23 Then the king was greatly pleased and said for Daniel to be taken up out of the den. So Daniel was taken up out of the den, and no harm whatsoever was found on him because he had believed in his God.

The king’s joy is extravagant. His friend is alive, and his newfound hope in the living God is confirmed. Daniel is lifted out, and the inspection reveals not a scratch on him. The text gives us the reason, and it is essential. It was not because Daniel was a nice man, or because the lions were well-fed. It was "because he had believed in his God." Faith was the instrument. Daniel trusted God to deliver him, and God honored that trust. This is the principle that runs through all of Scripture. We are saved, delivered, and vindicated through faith. Faith is not a blind leap; it is a confident trust in the character and promises of a God who has proven Himself faithful, time and again.

24 The king then said the word, and they brought those men who had brought charges against Daniel, and they cast them, their children, and their wives into the lions’ den; and they had not reached the bottom of the den before the lions overpowered them and crushed all their bones.

Now the story turns, and the justice is swift and terrible. The same king who was trapped by his own law now acts with decisive authority. The accusers are brought, and they face the very fate they had engineered for Daniel. But there is a crucial difference. The lions had no appetite for the righteous man, but they are ravenous for the wicked. The speed of the carnage, before they even hit the floor, is recorded to show that Daniel’s deliverance was no fluke. These were not tame lions. This was a supernatural event. The inclusion of the families is jarring to our modern sensibilities, but it was standard practice in the ancient Near East. It demonstrates the principle of federal headship in a brutal, negative way. The sin of the fathers brought judgment upon the entire household. This is a terrible picture of how sin works, but it also points us to the glorious truth of our federal headship in Christ, where the righteousness of our Head is imputed to His entire household.

25 Then Darius the king wrote to all the peoples, nations, and men of every tongue who were inhabiting all the land: “May your peace abound! 26 I make a decree that in all the dominion of my kingdom, men are to fear and be in dread before the God of Daniel; For He is the living God and enduring forever, And His kingdom is one which will not be destroyed, And His dominion will be unto the end. 27 He saves and delivers and does signs and wonders In heaven and on earth, Who has also saved Daniel from the power of the lions.”

What began as a plot to eliminate one man now results in a worldwide evangelistic proclamation. Darius, the pagan king, becomes a preacher. His decree is a magnificent doxology. He commands all his subjects to fear the God of Daniel. And why? He gives a systematic summary of God’s attributes. He is the living God. He endures forever. His kingdom will not be destroyed. His dominion is unto the end. He saves and delivers. He does signs and wonders. This is a pagan’s confession of faith, prompted by the faithfulness of one man and the undeniable power of God. The very purpose of the plot, to stamp out the worship of Jehovah, has backfired spectacularly. God used the wrath of man to praise Him, and the result is a decree that promotes His glory to the ends of the earth.
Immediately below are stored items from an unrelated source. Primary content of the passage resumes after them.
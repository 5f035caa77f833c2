//! Price catalog: immutable item-name → unit-price mapping.
//!
//! The catalog is sourced from configuration at process start and is never
//! persisted or mutated by the ledger. Prices are positive integers.

use std::collections::BTreeMap;

use serde::{Deserialize, Serialize};

use crate::{LedgerError, Result};

/// Immutable mapping from catalog item name to unit price in coins.
///
/// Backed by a `BTreeMap` so iteration order is deterministic.
#[derive(Debug, Clone, PartialEq, Eq, Serialize, Deserialize)]
#[serde(transparent)]
pub struct PriceCatalog {
    prices: BTreeMap<String, u64>,
}

impl PriceCatalog {
    /// Build a catalog from (name, price) pairs.
    ///
    /// # Errors
    /// Returns [`LedgerError::Configuration`] if any price is zero or any
    /// item name is empty.
    pub fn new(entries: impl IntoIterator<Item = (String, u64)>) -> Result<Self> {
        let prices: BTreeMap<String, u64> = entries.into_iter().collect();
        for (item, price) in &prices {
            if item.is_empty() {
                return Err(LedgerError::Configuration(
                    "catalog item name must not be empty".into(),
                ));
            }
            if *price == 0 {
                return Err(LedgerError::Configuration(format!(
                    "catalog item {item:?} has zero price"
                )));
            }
        }
        Ok(Self { prices })
    }

    /// Unit price of an item, or `None` if the item is not in the catalog.
    #[must_use]
    pub fn price(&self, item: &str) -> Option<u64> {
        self.prices.get(item).copied()
    }

    /// Whether the catalog carries the item.
    #[must_use]
    pub fn contains(&self, item: &str) -> bool {
        self.prices.contains_key(item)
    }

    /// Iterate (item, price) pairs in item-name order.
    pub fn iter(&self) -> impl Iterator<Item = (&str, u64)> {
        self.prices.iter().map(|(k, v)| (k.as_str(), *v))
    }

    /// Number of catalog items.
    #[must_use]
    pub fn len(&self) -> usize {
        self.prices.len()
    }

    /// Whether the catalog is empty.
    #[must_use]
    pub fn is_empty(&self) -> bool {
        self.prices.is_empty()
    }
}

impl Default for PriceCatalog {
    /// The stock merch catalog of the internal store.
    fn default() -> Self {
        let entries = [
            ("t-shirt", 80),
            ("cup", 20),
            ("book", 50),
            ("pen", 10),
            ("powerbank", 200),
            ("hoody", 300),
            ("umbrella", 200),
            ("socks", 10),
            ("wallet", 50),
            ("pink-hoody", 500),
        ];
        let prices = entries
            .into_iter()
            .map(|(k, v)| (k.to_string(), v))
            .collect();
        Self { prices }
    }
}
28 So this Daniel enjoyed success in the kingdom of Darius and in the kingdom of Cyrus the Persian.

The story concludes with this simple summary. Daniel not only survived; he prospered. His faithfulness did not lead to his ultimate demise but to his promotion and success. He served under multiple administrations, multiple kings, multiple empires. He was a constant, a rock of stability and wisdom, because he served a God who is a constant. This is a promise for all who are faithful. Our ultimate end is not destruction, but success and honor in the kingdom of our God. We may have to spend a night in the lions’ den, but morning is coming, and with it, vindication and glory.